The potential \(\hat{p}\)’s in the upper tail beyond 0.63, which are shown in Figure [normal_dist_mean_500_se_016_with_upper], also represent observations at least as extreme as the observed value of 0.37. To account for these values that are also more extreme under the hypothesis setup, we double the lower tail to get an estimate of the p-value: \(4.4 \times 10^{-16}\) (or if using the table method, 0.0004).
The p-value represents the probability of observing such an extreme sample proportion by chance, if the null hypothesis were true.
[normal_dist_mean_500_se_016_with_upper]
How should we evaluate the hypotheses using the p-value of \(4.4 \times 10^{-16}\)? Use the standard significance level of \(\alpha = 0.05\). If the null hypothesis were true, there’s only an incredibly small chance of observing such an extreme deviation of \(\hat{p}\) from 0.5. This means one of the following must be true:
- The null hypothesis is true, and we just happened to observe something so extreme that it only happens about once in every 23 quadrillion times (1 quadrillion = 1 million \(\times\) 1 billion).

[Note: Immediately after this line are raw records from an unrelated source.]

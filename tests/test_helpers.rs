// ==========================================
// 测试辅助函数
// ==========================================
// 职责: 临时数据库初始化 + 外部协作方/库存/单证测试数据
// ==========================================

#![allow(dead_code)]

use chrono::NaiveDateTime;
use freight_fulfillment::db::{ensure_schema, open_sqlite_connection, TS_FORMAT};
use rusqlite::{params, Connection};
use std::error::Error;
use std::sync::{Arc, Mutex};
use tempfile::NamedTempFile;

/// 创建临时测试数据库并初始化 schema
///
/// # 返回
/// - NamedTempFile: 临时数据库文件（需要保持存活）
/// - String: 数据库文件路径
pub fn create_test_db() -> Result<(NamedTempFile, String), Box<dyn Error>> {
    freight_fulfillment::logging::init_test();
    let temp_file = NamedTempFile::new()?;
    let db_path = temp_file
        .path()
        .to_str()
        .ok_or("临时文件路径不是合法 UTF-8")?
        .to_string();

    let conn = open_sqlite_connection(&db_path)?;
    ensure_schema(&conn)?;

    Ok((temp_file, db_path))
}

/// 打开一个新连接（已应用统一 PRAGMA）
pub fn open_conn(db_path: &str) -> Connection {
    open_sqlite_connection(db_path).expect("无法打开测试数据库")
}

/// 打开供引擎使用的共享连接
pub fn shared_conn(db_path: &str) -> Arc<Mutex<Connection>> {
    Arc::new(Mutex::new(open_conn(db_path)))
}

pub fn ts(s: &str) -> NaiveDateTime {
    NaiveDateTime::parse_from_str(s, TS_FORMAT).expect("时间格式应为 %Y-%m-%d %H:%M:%S")
}

// ==========================================
// 外部协作方数据
// ==========================================

/// 订舱（截止时间均为空）
pub fn seed_booking(conn: &Connection, booking_id: &str, booking_no: &str, depot: &str) {
    conn.execute(
        "INSERT INTO booking (booking_id, booking_no, depot_unlocode) VALUES (?1, ?2, ?3)",
        params![booking_id, booking_no, depot],
    )
    .expect("插入订舱失败");
}

/// 设置订舱截止时间（截单 / VGM / 截关）
pub fn set_cutoffs(
    conn: &Connection,
    booking_id: &str,
    si_cutoff: Option<&str>,
    vgm_cutoff: Option<&str>,
    customs_cutoff: Option<&str>,
) {
    conn.execute(
        "UPDATE booking SET si_cutoff_at = ?2, vgm_cutoff_at = ?3, customs_cutoff_at = ?4
         WHERE booking_id = ?1",
        params![booking_id, si_cutoff, vgm_cutoff, customs_cutoff],
    )
    .expect("设置截止时间失败");
}

pub fn seed_demand(conn: &Connection, booking_id: &str, container_type: &str, quantity: i64, is_soc: bool) {
    conn.execute(
        "INSERT INTO booking_container (line_id, booking_id, container_type, quantity, is_soc)
         VALUES (?1, ?2, ?3, ?4, ?5)",
        params![
            uuid::Uuid::new_v4().to_string(),
            booking_id,
            container_type,
            quantity,
            is_soc as i32
        ],
    )
    .expect("插入箱需求失败");
}

pub fn seed_si(conn: &Connection, si_id: &str, booking_id: &str) {
    conn.execute(
        "INSERT INTO shipping_instruction (si_id, booking_id, status) VALUES (?1, ?2, 'SUBMITTED')",
        params![si_id, booking_id],
    )
    .expect("插入托运单失败");
}

pub fn seed_bank_account(conn: &Connection, account_id: &str, is_active: bool, is_default: bool) {
    conn.execute(
        "INSERT INTO bank_account (account_id, bank_name, account_no, currency, is_active, is_default)
         VALUES (?1, 'DBS', ?2, 'USD', ?3, ?4)",
        params![
            account_id,
            format!("ACC-{}", account_id),
            is_active as i32,
            is_default as i32
        ],
    )
    .expect("插入银行账户失败");
}

pub fn seed_surcharge(conn: &Connection, name: &str, amount_minor: i64) {
    seed_surcharge_in(conn, name, amount_minor, "USD");
}

pub fn seed_surcharge_in(conn: &Connection, name: &str, amount_minor: i64, currency: &str) {
    conn.execute(
        "INSERT INTO surcharge (surcharge_id, name, amount_minor, currency) VALUES (?1, ?2, ?3, ?4)",
        params![uuid::Uuid::new_v4().to_string(), name, amount_minor, currency],
    )
    .expect("插入附加费失败");
}

// ==========================================
// 箱库存 / 免费期条款
// ==========================================

pub fn seed_container(
    conn: &Connection,
    container_id: &str,
    container_type: &str,
    depot: &str,
    status: &str,
    last_used_at: Option<&str>,
) {
    conn.execute(
        "INSERT INTO container (container_id, container_no, container_type, status, current_depot, last_used_at, updated_at)
         VALUES (?1, ?2, ?3, ?4, ?5, ?6, '2026-01-01 00:00:00')",
        params![
            container_id,
            format!("TEST{}", container_id),
            container_type,
            status,
            depot,
            last_used_at
        ],
    )
    .expect("插入箱失败");
}

pub fn seed_detention_term(
    conn: &Connection,
    term_id: &str,
    depot: Option<&str>,
    free_days: i32,
    effective_from: &str,
    effective_to: Option<&str>,
) {
    conn.execute(
        "INSERT INTO detention_term (term_id, depot_id, carrier_id, free_days, effective_from, effective_to, created_at)
         VALUES (?1, ?2, NULL, ?3, ?4, ?5, '2026-01-01 00:00:00')",
        params![term_id, depot, free_days, effective_from, effective_to],
    )
    .expect("插入免费期条款失败");
}

// ==========================================
// 可修订单证
// ==========================================

pub fn seed_bl_draft(conn: &Connection, bl_draft_id: &str, booking_id: &str, status: &str) {
    conn.execute(
        "INSERT INTO bl_draft (bl_draft_id, booking_id, draft_no, status, shipper, consignee,
                               notify_party, cargo_description, marks_and_numbers,
                               gross_weight_kg, measurement_cbm, updated_at)
         VALUES (?1, ?2, ?3, ?4, 'ACME EXPORT', 'GLOBEX IMPORT', NULL, 'MACHINE PARTS', 'N/M',
                 12000.0, 30.5, '2026-01-01 00:00:00')",
        params![bl_draft_id, booking_id, format!("BLD-{}", bl_draft_id), status],
    )
    .expect("插入提单草稿失败");
}

pub fn seed_vgm(conn: &Connection, transmission_id: &str, booking_id: &str, status: &str) {
    conn.execute(
        "INSERT INTO vgm_transmission (transmission_id, booking_id, container_no, verified_gross_mass_kg,
                                       weighing_method, authorized_person, status, updated_at)
         VALUES (?1, ?2, 'MSKU1234567', 18500.0, 'METHOD1', 'J. TAN', ?3, '2026-01-01 00:00:00')",
        params![transmission_id, booking_id, status],
    )
    .expect("插入 VGM 失败");
}

pub fn seed_customs(conn: &Connection, declaration_id: &str, booking_id: &str, si_id: &str, status: &str) {
    conn.execute(
        "INSERT INTO customs_declaration (declaration_id, booking_id, si_id, declaration_no, hs_code,
                                          declared_value_minor, currency, status, filed_by, filed_at, updated_at)
         VALUES (?1, ?2, ?3, ?4, '8471.30', 5000000, 'USD', ?5, 'broker', '2026-01-01 00:00:00',
                 '2026-01-01 00:00:00')",
        params![declaration_id, booking_id, si_id, format!("CD-{}", declaration_id), status],
    )
    .expect("插入报关单失败");
}

// ==========================================
// 断言辅助
// ==========================================

pub fn container_status(conn: &Connection, container_id: &str) -> String {
    conn.query_row(
        "SELECT status FROM container WHERE container_id = ?1",
        params![container_id],
        |row| row.get(0),
    )
    .expect("查询箱状态失败")
}

pub fn count_rows(conn: &Connection, table: &str) -> i64 {
    conn.query_row(&format!("SELECT COUNT(*) FROM {}", table), [], |row| row.get(0))
        .expect("计数失败")
}
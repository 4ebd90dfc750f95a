use super::DocumentStore;
use crate::domain::document::VgmTransmission;
use crate::domain::types::{VgmStatus, WeighingMethod};
use crate::repository::error::{RepositoryError, RepositoryResult};
use crate::repository::row_utils::{fmt_ts, get_enum, get_ts};
use rusqlite::{params, Connection, OptionalExtension, Transaction};

pub(super) fn insert(conn: &Connection, t: &VgmTransmission) -> RepositoryResult<()> {
    conn.execute(
        r#"INSERT INTO vgm_transmission (
            transmission_id, booking_id, container_no, verified_gross_mass_kg,
            weighing_method, authorized_person, status, updated_at
        ) VALUES (?1, ?2, ?3, ?4, ?5, ?6, ?7, ?8)"#,
        params![
            t.transmission_id,
            t.booking_id,
            t.container_no,
            t.verified_gross_mass_kg,
            t.weighing_method.as_str(),
            t.authorized_person,
            t.status.as_str(),
            fmt_ts(t.updated_at),
        ],
    )?;
    Ok(())
}

impl DocumentStore for VgmTransmission {
    fn find_for_booking_tx(
        conn: &Connection,
        booking_id: &str,
        document_id: &str,
    ) -> RepositoryResult<Option<Self>> {
        let transmission = conn
            .query_row(
                r#"SELECT transmission_id, booking_id, container_no, verified_gross_mass_kg,
                          weighing_method, authorized_person, status, updated_at
                   FROM vgm_transmission WHERE transmission_id = ?1 AND booking_id = ?2"#,
                params![document_id, booking_id],
                |row| {
                    Ok(VgmTransmission {
                        transmission_id: row.get(0)?,
                        booking_id: row.get(1)?,
                        container_no: row.get(2)?,
                        verified_gross_mass_kg: row.get(3)?,
                        weighing_method: get_enum(row, 4, WeighingMethod::parse)?,
                        authorized_person: row.get(5)?,
                        status: get_enum(row, 6, VgmStatus::parse)?,
                        updated_at: get_ts(row, 7)?,
                    })
                },
            )
            .optional()?;
        Ok(transmission)
    }

    fn update_tx(tx: &Transaction, t: &Self) -> RepositoryResult<()> {
        let affected = tx.execute(
            r#"UPDATE vgm_transmission SET
                container_no = ?2, verified_gross_mass_kg = ?3, weighing_method = ?4,
                authorized_person = ?5, status = ?6, updated_at = ?7
               WHERE transmission_id = ?1"#,
            params![
                t.transmission_id,
                t.container_no,
                t.verified_gross_mass_kg,
                t.weighing_method.as_str(),
                t.authorized_person,
                t.status.as_str(),
                fmt_ts(t.updated_at),
            ],
        )?;
        if affected == 0 {
            return Err(RepositoryError::NotFound {
                entity: "VgmTransmission".to_string(),
                id: t.transmission_id.clone(),
            });
        }
        Ok(())
    }
}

- The alternative hypothesis is true, which would be consistent with observing a sample proportion far from 0.5.
The first scenario is laughably improbable, while the second scenario seems much more plausible.
Formally, when we evaluate a hypothesis test, we compare the p-value to the significance level, which in this case is \(\alpha = 0.05\). Since the p-value is less than \(\alpha\), we reject the null hypothesis. That is, the data provide strong evidence against \(H_0\). The data indicate the direction of the difference: a majority of Americans do not support expanding the use of coal-powered energy.
Compare the p-value to \(\pmb{\alpha}\) to evaluate \(\pmb{H_0}\) When the p-value is less than the significance level, \(\alpha\), reject \(H_0\). We would report a conclusion that the data provide strong evidence supporting the alternative hypothesis.
When the p-value is greater than \(\alpha\), do not reject \(H_0\), and report that we do not have sufficient evidence to reject the null hypothesis.
In either case, it is important to describe the conclusion in the context of the data.
Do a majority of Americans support or oppose nuclear arms reduction? Set up hypotheses to evaluate this question.
A simple random sample of 1028 US adults in March 2013 show that 56% support nuclear arms reduction. Does this provide convincing evidence that a majority of Americans supported nuclear arms reduction at the 5% significance level? [NuclearArmsInferenceExample] First, check conditions:
- Independence.
-
The poll was of a simple random sample of US adults, meaning the observations are independent.
- Success-failure.
-
In a one-proportion hypothesis test, this condition is checked using the null proportion, which is \(p_0 = 0.5{}\) in this context: \(n p_0 = n (1 - p_0) = 1028{} \times 0.5{} = 514{} \geq 10\).
With these conditions verified, we can model \(\hat{p}\) using a normal model.
Next the standard error can be computed. The null value \(p_0\) is used again here, because this is a hypothesis test for a single proportion.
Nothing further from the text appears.